**PROBLEM DETAILS:** Work through the entries below line by line and give the number of lines with the string "ErrorKind", nothing else.

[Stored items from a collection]
◇ ◇ ◇ ◇ ◇

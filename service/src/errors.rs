// service/src/errors.rs

use actix_web::http::StatusCode;
use actix_web::{HttpResponse, ResponseError};
use catalog::{CatalogError, ErrorKind};
use serde_json::json;
use thiserror::Error;

#[derive(Debug, Error)]
pub enum AppError {
  #[error(transparent)]
  Catalog(#[from] CatalogError),

  #[error("Configuration Error: {0}")]
  Config(String),

  #[error("Database Error: {0}")]
  Sqlx(#[from] sqlx::Error),

  #[error("{0}")]
  UnsupportedMediaType(String),
}

impl AppError {
  /// Short machine-readable label used as the `error` field of response bodies.
  pub fn label(&self) -> &'static str {
    match self {
      AppError::Catalog(err) => err.kind().as_str(),
      AppError::Config(_) => "configuration",
      AppError::Sqlx(_) => "database",
      AppError::UnsupportedMediaType(_) => "unsupported_media_type",
    }
  }
}

impl ResponseError for AppError {
  // Every client-input failure is a 400, including on the rating endpoint.
  fn status_code(&self) -> StatusCode {
    match self {
      AppError::Catalog(err) => match err.kind() {
        kind if kind.is_validation() => StatusCode::BAD_REQUEST,
        ErrorKind::NotFound => StatusCode::NOT_FOUND,
        ErrorKind::RatingConflict => StatusCode::CONFLICT,
        _ => StatusCode::INTERNAL_SERVER_ERROR,
      },
      AppError::UnsupportedMediaType(_) => StatusCode::UNSUPPORTED_MEDIA_TYPE,
      AppError::Config(_) | AppError::Sqlx(_) => StatusCode::INTERNAL_SERVER_ERROR,
    }
  }

  fn error_response(&self) -> HttpResponse {
    let status = self.status_code();
    let message = if status.is_server_error() {
      // Log the full error, but keep driver details out of the response.
      tracing::error!(application_error = %self, "Responding with error");
      match self {
        AppError::Catalog(CatalogError::MissingIdentifier) => self.to_string(),
        _ => "An internal error occurred".to_string(),
      }
    } else {
      tracing::warn!(application_error = %self, status = status.as_u16(), "Responding with client error");
      self.to_string()
    };
    let mut body = json!({
      "status": status.as_u16(),
      "error": self.label(),
      "message": message,
    });
    if let AppError::Catalog(err) = self {
      if let Some(field) = err.field() {
        body["field"] = json!(field);
      }
    }
    HttpResponse::build(status).json(body)
  }
}

// Define a Result type alias for the application
pub type Result<T, E = AppError> = std::result::Result<T, E>;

◇ ◇ ◇ ◇ ◇

**RESULT OF THIS TASK:** 3